10 Dec 2013

From the archives: Mandela’s first TV interview

In 1961, Nelson Mandela gave his first TV interview to ITN reporter Brian Widlake. At the time, he was a wanted man, and and was speaking not long after a brutal government crackdown.

ITN sent their reporter to South Africa in 1961, to film an episode in the Roving Report series, entitled The New Republic.

As well as the first interview with Nelson Mandela, who was becoming an increasingly prominent opposition figure, the programme included interviews with defenders and opponents of the divisive racial policies enforced by South Africa’s government.

A nationalist MP, Philip Taulager, told reporter Brian Widlake that apartheid attracted foreign investors and made them more confident that the country would always be ruled by whites. President of the stock exchange Arthur Taylor also described the country as a place of great natual wealth linked to a “cheap labour force”.

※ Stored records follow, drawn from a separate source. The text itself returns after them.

impl RegistrationReject {
    /// Create a new Registration Reject
    pub fn new(cause: MmCause) -> Self {
        Self {
            mm_cause: Ie5gMmCause::new(cause),
            ..Default::default()
        }
    }

    /// Decode from bytes (after the header has been parsed)
    pub fn decode<B: Buf>(buf: &mut B, policy: DecodePolicy) -> CodecResult<Self> {
        let mm_cause = Ie5gMmCause::decode(buf)?;
        let mut msg = Self {
            mm_cause,
            ..Default::default()
        };

        while buf.remaining() > 0 {
            let iei = get_u8(buf)?;

            if iei & 0x80 != 0 {
                skip_unknown_ie(buf, MmMessageType::RegistrationReject.into(), iei, policy)?;
                continue;
            }

            match iei {
                registration_reject_iei::T3346_VALUE => {
                    msg.t3346 = Some(IeGprsTimer2::decode(buf)?);
                }
                registration_reject_iei::T3502_VALUE => {
                    msg.t3502 = Some(IeGprsTimer2::decode(buf)?);
                }
                _ => skip_unknown_ie(buf, MmMessageType::RegistrationReject.into(), iei, policy)?,
            }
        }

        Ok(msg)
    }

    /// Encode to bytes (body only, header written by the caller)
    pub fn encode<B: BufMut>(&self, buf: &mut B) -> CodecResult<()> {
        self.mm_cause.encode(buf);

        if let Some(t3346) = &self.t3346 {
            buf.put_u8(registration_reject_iei::T3346_VALUE);
            t3346.encode(buf);
        }
        if let Some(t3502) = &self.t3502 {
            buf.put_u8(registration_reject_iei::T3502_VALUE);
            t3502.encode(buf);
        }
        Ok(())
    }

    /// Get the message type
    pub fn message_type() -> MmMessageType {
        MmMessageType::RegistrationReject
    }
}

// ============================================================================
// Tests
// ============================================================================

#[cfg(test)]
mod tests {
    use super::*;
    use crate::codec::CodecError;
    use crate::ies::ie1::{FollowOnRequest, RegistrationType, TypeOfSecurityContext};

    fn suci() -> Ie5gsMobileIdentity {
        Ie5gsMobileIdentity::new(vec![0x01, 0x00, 0xF1, 0x10, 0x00, 0x00, 0x01, 0x23, 0x45])
    }

    #[test]
    fn test_registration_request_round_trip() {
        let mut msg = RegistrationRequest::new(
            Ie5gsRegistrationType::new(
                FollowOnRequest::Pending,
                RegistrationType::InitialRegistration,
            ),
            IeNasKeySetIdentifier::not_available(),
            suci(),
        );
        msg.ue_security_capability = Some(IeUeSecurityCapability::new(0xE0, 0xE0));
        msg.requested_nssai = Some(vec![0x01, 0x01]);

        let mut buf = Vec::new();
        msg.encode(&mut buf).unwrap();

        // packed octet: ngKSI in the high nibble, registration type in the low
        assert_eq!(buf[0], 0b0111_1001);

        let decoded = RegistrationRequest::decode(&mut buf.as_slice(), DecodePolicy::Strict).unwrap();
        assert_eq!(decoded, msg);
    }

    #[test]
    fn test_registration_request_ngksi_nibble() {
        let msg = RegistrationRequest::new(
            Ie5gsRegistrationType::new(
                FollowOnRequest::NoPending,
                RegistrationType::MobilityRegistrationUpdating,
            ),
            IeNasKeySetIdentifier::new(TypeOfSecurityContext::NativeSecurityContext, 2),
            suci(),
        );
        let mut buf = Vec::new();
        msg.encode(&mut buf).unwrap();
        assert_eq!(buf[0], 0b0010_0010);
    }

    #[test]
    fn test_registration_accept_round_trip() {
        let mut msg = RegistrationAccept::new(RegistrationAccept::RESULT_3GPP_ACCESS);
        msg.guti = Some(Ie5gsMobileIdentity::new(vec![
            0xF2, 0x00, 0xF1, 0x10, 0x01, 0x00, 0x40, 0x00, 0x00, 0x00, 0x01,
        ]));
        msg.tai_list = Some(Ie5gsTaiList::new(vec![crate::ies::ie4::PartialTaiList {
            plmn: [0x00, 0xF1, 0x10],
            tacs: vec![[0x00, 0x00, 0x01]],
        }]));
        msg.t3512 = Some(IeGprsTimer3::new(
            crate::ies::ie4::GprsTimer3Unit::Multiples10Minutes,
            6,
        ));

        let mut buf = Vec::new();
        msg.encode(&mut buf).unwrap();
        assert_eq!(&buf[..2], &[0x01, 0x01]);

        let decoded = RegistrationAccept::decode(&mut buf.as_slice(), DecodePolicy::Strict).unwrap();
        assert_eq!(decoded, msg);
    }

    #[test]
    fn test_registration_reject_round_trip() {
        let mut msg = RegistrationReject::new(MmCause::PlmnNotAllowed);
        msg.t3346 = Some(IeGprsTimer2::new(0x2C));

        let mut buf = Vec::new();
        msg.encode(&mut buf).unwrap();
        assert_eq!(buf[0], 0x0B);

        let decoded = RegistrationReject::decode(&mut buf.as_slice(), DecodePolicy::Strict).unwrap();
        assert_eq!(decoded, msg);
    }

    #[test]
    fn test_registration_complete_empty_body() {
        let msg = RegistrationComplete::new();
        let mut buf = Vec::new();
        msg.encode(&mut buf).unwrap();
        assert!(buf.is_empty());

        let decoded =
            RegistrationComplete::decode(&mut buf.as_slice(), DecodePolicy::Strict).unwrap();
        assert_eq!(decoded, msg);
    }

    #[test]
    fn test_registration_request_truncated_identity() {
        // mobile identity length claims 9 octets, none follow
        let data = [0x09, 0x00, 0x09];
        let result = RegistrationRequest::decode(&mut data.as_slice(), DecodePolicy::Strict);
        assert!(matches!(result, Err(CodecError::BufferTooShort { .. })));
    }
}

Scenes of the documentary shot in the townships revealed the plight of that labour force – segregated and denied basic civil and political liberty.

‘One man, one vote’

African nationalism had at that point restricted itself to peaceful acts of non-cooperation such as a recent call for a general strike, to which the government responded with widespread arrests and mandatory three-year sentences for strike action. As a result, these calls to action were often poorly supported by the impoverished majority.

Liberal critics of the government and the policy of apartheid, Helen Suzman and Julius Lewin, told ITN they believed that opposition was gradually growing, but neither could foresee any change in the republic’s racial policy.

Widlake was then taken to a secret location to meet with the ANC activist Nelson Mandela, who was in hiding on the run from the authorities.

In his first television interview, Mandela called for one vote for every man. He warned that if the government continued to repress the peaceful campaign for African franchise and a multiracial society, activists would be forced to look into “other methods”.